**** SOURCE MATERIAL ****

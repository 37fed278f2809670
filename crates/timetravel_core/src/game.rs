//! Game orchestration: playing moves and travelling through history.

use crate::click::board_after_click;
use crate::invariants::{InvariantSet, StoreInvariants};
use crate::{Action, ActionOutcome, Board, ClickOutcome, GameView, HistoryStore, Player, Position};
use tracing::{debug, info, instrument, warn};

/// Tic-tac-toe game with a time-travel move history.
///
/// Owns the [`HistoryStore`]; all mutation goes through [`Game::play`],
/// [`Game::jump`] or [`Game::dispatch`].
///
/// Unlike [`HistoryStore::set_current_move`], which stores any index it is
/// given, [`Game::jump`] refuses an index past the end of the history.
#[derive(Debug, Clone, Default)]
pub struct Game {
    store: HistoryStore,
}

impl Game {
    /// Creates a new game showing the empty board.
    #[instrument]
    pub fn new() -> Self {
        Self::default()
    }

    /// Wraps an existing store.
    pub fn from_store(store: HistoryStore) -> Self {
        Self { store }
    }

    /// Read access to the underlying store.
    pub fn store(&self) -> &HistoryStore {
        &self.store
    }

    /// Index of the displayed snapshot.
    pub fn current_move(&self) -> usize {
        *self.store.current_move()
    }

    /// Displayed snapshot.
    ///
    /// Falls back to the empty board if the store was left pointing past the
    /// end of its history.
    pub fn current_board(&self) -> Board {
        self.store.current_board().copied().unwrap_or_default()
    }

    /// Player who moves next on the displayed snapshot.
    pub fn next_player(&self) -> Player {
        Player::for_move(self.current_move())
    }

    /// Values derived from the current state, for rendering.
    pub fn view(&self) -> GameView {
        GameView::derive(&self.store)
    }

    /// Records `next_board` as the move after the displayed snapshot.
    ///
    /// Any snapshots after the displayed one are discarded first, then
    /// `next_board` is appended and displayed.
    #[instrument(skip(self, next_board), fields(current_move = self.current_move()))]
    pub fn play(&mut self, next_board: Board) {
        let keep = self.current_move().saturating_add(1);
        let dropped = self.store.history().len().saturating_sub(keep);
        if dropped > 0 {
            info!(dropped, "Discarding future moves");
        }
        self.store.update_history(|h| h.truncated_with(keep, next_board));
        let last = self.store.history().len() - 1;
        self.store.set_current_move(last);
        self.audit();
    }

    /// Displays snapshot `index` without touching the history.
    ///
    /// Returns false, leaving everything unchanged, when `index` is past the
    /// end of the history. This bounds check is the one difference from
    /// setting the store's current move directly.
    #[instrument(skip(self))]
    pub fn jump(&mut self, index: usize) -> bool {
        if index >= self.store.history().len() {
            warn!(index, len = self.store.history().len(), "Ignoring jump outside history");
            return false;
        }
        self.store.set_current_move(index);
        self.audit();
        true
    }

    /// Handles a click on `pos` of the displayed board.
    ///
    /// Clicks on taken squares or on a won board are ignored.
    #[instrument(skip(self))]
    pub fn click(&mut self, pos: Position) -> ClickOutcome {
        let player = self.next_player();
        match board_after_click(&self.current_board(), pos, player) {
            Ok(next) => {
                self.play(next);
                debug!(%player, %pos, "Move played");
                ClickOutcome::Played(player, pos)
            }
            Err(rejected) => rejected,
        }
    }

    /// Applies an [`Action`] from the UI.
    #[instrument(skip(self))]
    pub fn dispatch(&mut self, action: Action) -> ActionOutcome {
        match action {
            Action::Click(pos) => ActionOutcome::Clicked(self.click(pos)),
            Action::Jump(index) if self.jump(index) => ActionOutcome::Jumped(index),
            Action::Jump(index) => ActionOutcome::JumpIgnored(index),
        }
    }

    fn audit(&self) {
        if let Err(violations) = StoreInvariants::check_all(&self.store) {
            for violation in violations {
                warn!(%violation, "Store invariant violated");
            }
        }
    }
}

****

> [GOAL OF THE EXERCISE] An exact, complete copy of the records is the expected answer.

> [TASK RESPONSE]
repository 37fed278f2809670
filename crates/timetravel_core/src/game.rs
//! Game orchestration: playing moves and travelling through history.

use crate::click::board_after_click;
use crate::invariants::{InvariantSet, StoreInvariants};
use crate::{Action, ActionOutcome, Board, ClickOutcome, GameView, HistoryStore, Player, Position};
use tracing::{debug, info, instrument, warn};

/// Tic-tac-toe game with a time-travel move history.
///
/// Owns the [`HistoryStore`]; all mutation goes through [`Game::play`],
/// [`Game::jump`] or [`Game::dispatch`].
///
/// Unlike [`HistoryStore::set_current_move`], which stores any index it is
/// given, [`Game::jump`] refuses an index past the end of the history.
#[derive(Debug, Clone, Default)]
pub struct Game {
    store: HistoryStore,
}

impl Game {
    /// Creates a new game showing the empty board.
    #[instrument]
    pub fn new() -> Self {
        Self::default()
    }

    /// Wraps an existing store.
    pub fn from_store(store: HistoryStore) -> Self {
        Self { store }
    }

    /// Read access to the underlying store.
    pub fn store(&self) -> &HistoryStore {
        &self.store
    }

    /// Index of the displayed snapshot.
    pub fn current_move(&self) -> usize {
        *self.store.current_move()
    }

    /// Displayed snapshot.
    ///
    /// Falls back to the empty board if the store was left pointing past the
    /// end of its history.
    pub fn current_board(&self) -> Board {
        self.store.current_board().copied().unwrap_or_default()
    }

    /// Player who moves next on the displayed snapshot.
    pub fn next_player(&self) -> Player {
        Player::for_move(self.current_move())
    }

    /// Values derived from the current state, for rendering.
    pub fn view(&self) -> GameView {
        GameView::derive(&self.store)
    }

    /// Records `next_board` as the move after the displayed snapshot.
    ///
    /// Any snapshots after the displayed one are discarded first, then
    /// `next_board` is appended and displayed.
    #[instrument(skip(self, next_board), fields(current_move = self.current_move()))]
    pub fn play(&mut self, next_board: Board) {
        let keep = self.current_move().saturating_add(1);
        let dropped = self.store.history().len().saturating_sub(keep);
        if dropped > 0 {
            info!(dropped, "Discarding future moves");
        }
        self.store.update_history(|h| h.truncated_with(keep, next_board));
        let last = self.store.history().len() - 1;
        self.store.set_current_move(last);
        self.audit();
    }

    /// Displays snapshot `index` without touching the history.
    ///
    /// Returns false, leaving everything unchanged, when `index` is past the
    /// end of the history. This bounds check is the one difference from
    /// setting the store's current move directly.
    #[instrument(skip(self))]
    pub fn jump(&mut self, index: usize) -> bool {
        if index >= self.store.history().len() {
            warn!(index, len = self.store.history().len(), "Ignoring jump outside history");
            return false;
        }
        self.store.set_current_move(index);
        self.audit();
        true
    }

    /// Handles a click on `pos` of the displayed board.
    ///
    /// Clicks on taken squares or on a won board are ignored.
    #[instrument(skip(self))]
    pub fn click(&mut self, pos: Position) -> ClickOutcome {
        let player = self.next_player();
        match board_after_click(&self.current_board(), pos, player) {
            Ok(next) => {
                self.play(next);
                debug!(%player, %pos, "Move played");
                ClickOutcome::Played(player, pos)
            }
            Err(rejected) => rejected,
        }
    }

    /// Applies an [`Action`] from the UI.
    #[instrument(skip(self))]
    pub fn dispatch(&mut self, action: Action) -> ActionOutcome {
        match action {
            Action::Click(pos) => ActionOutcome::Clicked(self.click(pos)),
            Action::Jump(index) if self.jump(index) => ActionOutcome::Jumped(index),
            Action::Jump(index) => ActionOutcome::JumpIgnored(index),
        }
    }

    fn audit(&self) {
        if let Err(violations) = StoreInvariants::check_all(&self.store) {
            for violation in violations {
                warn!(%violation, "Store invariant violated");
            }
        }
    }
}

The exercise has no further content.